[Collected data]
::::::

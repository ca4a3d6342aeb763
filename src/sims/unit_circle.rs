//! Unit circle with a draggable point and the trig construction lines.

use crate::controls::ControlSet;
use crate::drag::{Draggable, HitShape};
use crate::scene::{rgb, rgba, Color, Scene, WHITE};
use crate::simulation::Simulation;
use crate::surface::{CanvasSurface, HeightPolicy};
use glam::Vec2;

const POINT_ID: u32 = 0;
const POINT_RADIUS: f32 = 10.0;
const PADDING: f32 = 40.0;

const POINT_COLOR: Color = rgb(0.961, 0.620, 0.043);
const POINT_ARMED_COLOR: Color = rgb(0.851, 0.467, 0.024);
const COSINE_COLOR: Color = rgb(0.961, 0.620, 0.043);
const SINE_COLOR: Color = rgb(0.545, 0.361, 0.965);
const TANGENT_COLOR: Color = rgb(0.145, 0.388, 0.922);
const AXIS_COLOR: Color = rgba(0.0, 0.0, 0.0, 0.1);
const CIRCLE_COLOR: Color = rgba(0.0, 0.0, 0.0, 0.2);
const RADIUS_COLOR: Color = rgba(0.0, 0.0, 0.0, 0.4);
const ARC_COLOR: Color = rgba(0.0, 0.0, 0.0, 0.5);
const READOUT_COLOR: Color = rgba(0.0, 0.0, 0.0, 0.7);

pub struct UnitCircle {
    /// Screen-convention angle: positive sweeps below the x axis.
    pub angle: f32,
    center: Vec2,
    radius: f32,
}

impl Default for UnitCircle {
    fn default() -> Self {
        Self {
            angle: -std::f32::consts::FRAC_PI_4,
            center: Vec2::ZERO,
            radius: 0.0,
        }
    }
}

impl UnitCircle {
    fn point_on_circle(&self) -> Vec2 {
        self.center + Vec2::from_angle(self.angle) * self.radius
    }
}

impl Simulation for UnitCircle {
    fn controls(&self) -> ControlSet {
        ControlSet::new()
    }

    fn height_policy(&self) -> HeightPolicy {
        HeightPolicy::Square
    }

    /// Angle survives a resize; the circle re-anchors to the new surface.
    fn setup(&mut self, surface: &CanvasSurface) {
        self.center = surface.center();
        self.radius = surface.width.min(surface.height) * 0.5 - PADDING;
    }

    fn draggables(&self) -> Vec<Draggable> {
        vec![Draggable::new(
            POINT_ID,
            HitShape::Circle {
                center: self.point_on_circle(),
                radius: POINT_RADIUS * 1.5,
            },
        )]
    }

    /// The point is constrained to the circle: only the pointer's bearing
    /// from the center matters.
    fn drag(&mut self, _target: u32, point: Vec2) {
        let offset = point - self.center;
        if offset.length_squared() > 0.0 {
            self.angle = offset.y.atan2(offset.x);
        }
    }

    fn draw(&self, scene: &mut Scene, surface: &CanvasSurface, armed: Option<u32>) {
        scene.clear(WHITE);
        let c = self.center;
        let r = self.radius;
        let point = self.point_on_circle();

        scene.line(Vec2::new(0.0, c.y), Vec2::new(surface.width, c.y), 1.0, AXIS_COLOR);
        scene.line(Vec2::new(c.x, 0.0), Vec2::new(c.x, surface.height), 1.0, AXIS_COLOR);
        scene.stroke_circle(c, r, 2.0, CIRCLE_COLOR);

        // cos along the x axis, sin up from it, tan on the x = r vertical.
        scene.line(c, Vec2::new(point.x, c.y), 3.0, COSINE_COLOR);
        scene.line(Vec2::new(point.x, c.y), point, 3.0, SINE_COLOR);
        let tangent_x = c.x + r;
        scene.line(
            Vec2::new(tangent_x, c.y),
            Vec2::new(tangent_x, c.y - r * self.angle.tan()),
            3.0,
            TANGENT_COLOR,
        );

        scene.line(c, point, 1.5, RADIUS_COLOR);
        scene.arc(c, 20.0, 0.0, self.angle, 1.0, ARC_COLOR);

        let marker = if armed == Some(POINT_ID) {
            POINT_ARMED_COLOR
        } else {
            POINT_COLOR
        };
        scene.fill_circle(point, POINT_RADIUS, marker);

        // Readout row. The screen angle is negated so the display follows
        // the math convention (counterclockwise positive).
        let theta = -self.angle;
        let tan = theta.tan();
        let tan_text = if tan.abs() > 1000.0 {
            String::from(if tan > 0.0 { "INF" } else { "-INF" })
        } else {
            format!("{tan:.3}")
        };
        let readout = format!(
            "{:.1}°  cos={:.3}  sin={:.3}  tan={}",
            theta.to_degrees(),
            theta.cos(),
            theta.sin(),
            tan_text,
        );
        scene.label(readout, Vec2::new(surface.width * 0.5, 20.0), 12.0, READOUT_COLOR);
    }
}

#[cfg(test)]
mod tests {
    use super::*;
    use approx::assert_relative_eq;

    fn mounted() -> UnitCircle {
        let mut sim = UnitCircle::default();
        sim.setup(&CanvasSurface::from_container(600.0, HeightPolicy::Square, 1.0));
        sim
    }

    #[test]
    fn test_drag_snaps_to_circle_bearing() {
        let mut sim = mounted();
        // Pointer far outside the circle, straight right of center.
        sim.drag(POINT_ID, sim.center + Vec2::new(900.0, 0.0));
        assert_relative_eq!(sim.angle, 0.0, epsilon = 1e-5);
        let p = sim.point_on_circle();
        assert_relative_eq!(p.distance(sim.center), sim.radius, epsilon = 1e-3);
    }

    #[test]
    fn test_resize_preserves_angle_and_reanchors() {
        let mut sim = mounted();
        sim.drag(POINT_ID, sim.center + Vec2::new(0.0, 100.0));
        let angle = sim.angle;
        sim.setup(&CanvasSurface::from_container(900.0, HeightPolicy::Square, 1.0));
        assert_eq!(sim.angle, angle);
        assert_eq!(sim.center, Vec2::new(450.0, 450.0));
        assert_relative_eq!(sim.radius, 410.0, epsilon = 1e-3);
    }
}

::::::

[WHAT THE TASK REQUIRES] Please make an exact copy of the lines above from the line with "trig construction lines." through the line with "const SINE_COLOR: Color", both ends included.

[EXERCISE RESULT]
//! Unit circle with a draggable point and the trig construction lines.

use crate::controls::ControlSet;
use crate::drag::{Draggable, HitShape};
use crate::scene::{rgb, rgba, Color, Scene, WHITE};
use crate::simulation::Simulation;
use crate::surface::{CanvasSurface, HeightPolicy};
use glam::Vec2;

const POINT_ID: u32 = 0;
const POINT_RADIUS: f32 = 10.0;
const PADDING: f32 = 40.0;

const POINT_COLOR: Color = rgb(0.961, 0.620, 0.043);
const POINT_ARMED_COLOR: Color = rgb(0.851, 0.467, 0.024);
const COSINE_COLOR: Color = rgb(0.961, 0.620, 0.043);
const SINE_COLOR: Color = rgb(0.545, 0.361, 0.965);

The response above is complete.